2021 IEEE International Conference on Acoustics, Speech and Signal Processing

Technical Program

Paper ID	SS-13.5
Paper Title	COMMUNICATION-COST AWARE MICROPHONE SELECTION FOR NEURAL SPEECH ENHANCEMENT WITH AD-HOC MICROPHONE ARRAYS
Authors	Jonah Casebeer, Jamshed Kaikaus, Paris Smaragdis, University of Illinois at Urbana-Champaign, United States
Session	SS-13: Recent Advances in Multichannel and Multimodal Machine Learning for Speech Applications
Location	Gather.Town
Session Time:	Thursday, 10 June, 16:30 - 17:15
Presentation Time:	Thursday, 10 June, 16:30 - 17:15
Presentation	Poster
Topic	Special Sessions: Recent Advances in Multichannel and Multimodal Machine Learning for Speech Applications
IEEE Xplore Open Preview	Click here to view in IEEE Xplore
Virtual Presentation	Click here to watch in the Virtual Conference
Abstract	In this paper, we present a method for jointly-learning a microphone selection mechanism and a speech enhancement network for multi-channel speech enhancement with an ad-hoc microphone array.
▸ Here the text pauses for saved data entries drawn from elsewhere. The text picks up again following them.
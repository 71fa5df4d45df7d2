use assert_cmd::Command;
use predicates::prelude::*;
use serde_json::Value;
use std::fs;
use std::path::Path;
use tempfile::{tempdir, TempDir};

const PREFIXES: &str = "@prefix skos: <http://www.w3.org/2004/02/skos/core#> .\n";

#[allow(deprecated)]
fn merge_cmd(workdir: &Path) -> Command {
    let mut cmd = Command::cargo_bin("thesaurus-merge").expect("binary");
    cmd.current_dir(workdir).env_remove("RUST_LOG");
    cmd
}

fn setup_inputs() -> TempDir {
    let temp = tempdir().expect("tempdir");
    fs::write(
        temp.path().join("animals.ttl"),
        format!(
            "{PREFIXES}\
             <http://a.org/cat> skos:prefLabel \"Cat\" .\n\
             <http://a.org/dog> skos:prefLabel \"dog\" .\n"
        ),
    )
    .expect("write animals");
    fs::write(
        temp.path().join("pets.ttl"),
        format!(
            "{PREFIXES}\
             <http://b.org/feline> skos:prefLabel \"cat\" .\n\
             <http://b.org/kennel> skos:prefLabel \"dog house\" .\n"
        ),
    )
    .expect("write pets");
    temp
}

#[test]
fn prints_counts_and_writes_output() {
    let temp = setup_inputs();
    let root = temp.path();

    merge_cmd(root)
        .args(["animals.ttl", "pets.ttl", "-o", "merged.nt", "-f", "nt"])
        .assert()
        .success()
        .stdout(
            predicate::str::contains("1  equals  found")
                .and(predicate::str::contains("0  substrings  found"))
                .and(predicate::str::contains("1  phrase  found"))
                .and(predicate::str::contains("0  related  found")),
        );

    let merged = fs::read_to_string(root.join("merged.nt")).expect("read output");
    assert!(merged.contains(
        "<http://a.org/cat> <http://www.w3.org/2004/02/skos/core#closeMatch> <http://b.org/feline> ."
    ));
    assert!(merged.contains(
        "<http://a.org/dog> <http://www.w3.org/2004/02/skos/core#relatedMatch> <http://b.org/kennel> ."
    ));
    assert!(merged.contains("<http://b.org/kennel> <http://www.w3.org/2004/02/skos/core#prefLabel> \"dog house\" ."));
}

#[test]
fn json_report() {
    let temp = setup_inputs();
    let root = temp.path();

    let output = merge_cmd(root)
        .args(["animals.ttl", "pets.ttl", "-o", "merged.ttl", "-f", "turtle", "--json"])
        .output()
        .expect("command run");
    assert!(output.status.success());

    let body: Value = serde_json::from_slice(&output.stdout).expect("valid json");
    assert_eq!(body["equals"], 1);
    assert_eq!(body["phrase"], 1);
    assert_eq!(body["total"], 2);
    assert_eq!(body["output"], "merged.ttl");

    let merged = fs::read_to_string(root.join("merged.ttl")).expect("read output");
    assert!(merged.contains("@prefix skos:"));
    assert!(merged.contains("@prefix exa:"));
}

#[test]
fn identical_only_flag() {
    let temp = setup_inputs();

    merge_cmd(temp.path())
        .args(["animals.ttl", "pets.ttl", "-o", "merged.rdf", "-i"])
        .assert()
        .success()
        .stdout(predicate::str::contains("1  equals  found").and(predicate::str::contains("0  phrase  found")));
}

#[test]
fn every_output_format_is_written() {
    let temp = setup_inputs();
    let root = temp.path();

    for format in ["xml", "turtle", "n3", "nt", "pretty-xml", "trix"] {
        let output = format!("merged.{format}");
        merge_cmd(root)
            .args(["animals.ttl", "pets.ttl", "-o", &output, "-f", format, "--verbose", "none"])
            .assert()
            .success();
        let written = fs::read_to_string(root.join(&output)).expect("read output");
        assert!(written.contains("http://b.org/feline"), "{format}: {written}");
    }
}

#[test]
fn one_input_is_rejected() {
    let temp = setup_inputs();
    let root = temp.path();

    merge_cmd(root)
        .args(["animals.ttl", "-o", "merged.rdf"])
        .assert()
        .failure()
        .stderr(predicate::str::contains("Please specify at least TWO input files"));

    assert!(!root.join("merged.rdf").exists());
}

#[test]
fn unknown_format_is_rejected() {
    let temp = setup_inputs();

    merge_cmd(temp.path())
        .args(["animals.ttl", "pets.ttl", "-o", "merged.rdf", "-f", "jsonld"])
        .assert()
        .failure();
}

#[test]
fn identical_only_warns_about_inert_flags() {
    let temp = setup_inputs();

    merge_cmd(temp.path())
        .args(["animals.ttl", "pets.ttl", "-o", "merged.rdf", "-i", "-p", "-t"])
        .assert()
        .success()
        .stdout(predicate::str::contains("1  equals  found").and(predicate::str::contains("0  phrase  found")))
        .stderr(predicate::str::contains("compare_parents").and(predicate::str::contains("term_signature")));
}

#[test]
fn config_file_enables_heuristics() {
    let temp = setup_inputs();
    let root = temp.path();
    fs::write(root.join("align.toml"), "[matching]\nidentical_only = true\n").expect("write config");

    merge_cmd(root)
        .args(["animals.ttl", "pets.ttl", "-o", "merged.rdf", "--config", "align.toml"])
        .assert()
        .success()
        .stdout(predicate::str::contains("0  phrase  found"));
}

#[test]
fn file_verbosity_writes_log_file() {
    let temp = setup_inputs();
    let root = temp.path();

    merge_cmd(root)
        .args(["animals.ttl", "pets.ttl", "-o", "merged.rdf", "--verbose", "file"])
        .assert()
        .success()
        .stderr(predicate::str::is_empty());

    let log = fs::read_to_string(root.join("parserLog.txt")).expect("read log");
    assert!(log.contains("Parsing"), "{log}");
}
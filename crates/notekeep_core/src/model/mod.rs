//! Domain model for notes and todos.
//!
//! # Responsibility
//! - Define the `Note` and `Todo` records and their field contracts.
//! - Normalize and validate user drafts before any record is built.
//!
//! # Invariants
//! - Every record is identified by an opaque, immutable string `id`.
//! - Timestamps carry millisecond precision, matching the persisted form.
//! - Required text fields (note title, todo text) are never empty.

use chrono::{DateTime, SubsecRound, Utc};
use std::error::Error;
use std::fmt::{Display, Formatter};

pub mod note;
pub mod todo;

/// UTC instant with millisecond precision.
pub type Timestamp = DateTime<Utc>;

/// Category assigned when a draft leaves the category blank.
pub const DEFAULT_CATEGORY: &str = "General";

/// Rejection raised before a draft or record reaches the store.
#[derive(Debug, Clone, PartialEq, Eq)]
pub enum ValidationError {
    /// Note title is empty after trimming.
    EmptyTitle,
    /// Todo text is empty after trimming.
    EmptyText,
    /// Note `updated_at` precedes its `created_at`.
    UpdatedBeforeCreated {
        created_at: DateTime<Utc>,
        updated_at: DateTime<Utc>,
    },
    /// Priority outside `low|medium|high`.
    InvalidPriority(String),
    /// Required date field absent or not a recognizable date.
    MissingTimestamp(&'static str),
}

impl Display for ValidationError {
    fn fmt(&self, f: &mut Formatter<'_>) -> std::fmt::Result {
        match self {
            Self::EmptyTitle => write!(f, "note title cannot be empty"),
            Self::EmptyText => write!(f, "todo text cannot be empty"),
            Self::UpdatedBeforeCreated {
                created_at,
                updated_at,
            } => write!(
                f,
                "updated_at {updated_at} is earlier than created_at {created_at}"
            ),
            Self::InvalidPriority(value) => write!(
                f,
                "invalid priority `{value}`; expected low|medium|high"
            ),
            Self::MissingTimestamp(field) => {
                write!(f, "`{field}` is missing or not a valid date")
            }
        }
    }
}

impl Error for ValidationError {}

/// Returns the current instant truncated to millisecond precision.
pub fn now_utc() -> DateTime<Utc> {
    truncate_to_millis(Utc::now())
}

/// Drops sub-millisecond precision so values survive the text round trip.
pub fn truncate_to_millis(value: DateTime<Utc>) -> DateTime<Utc> {
    value.trunc_subsecs(3)
}

pub(crate) fn normalize_category(category: &str) -> String {
    let trimmed = category.trim();
    if trimmed.is_empty() {
        DEFAULT_CATEGORY.to_string()
    } else {
        trimmed.to_string()
    }
}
The attention-based microphone selection mechanism is trained to reduce communication-costs through a penalty term which represents a task-performance/ communication-cost trade-off. While working within the trade-off, our method can intelligently stream from more microphones in lower SNR scenes and fewer microphones in higher SNR scenes. We evaluate the model in complex echoic acoustic scenes with moving sources and show that it matches the performance of models that stream from a fixed number of microphones while reducing communication costs.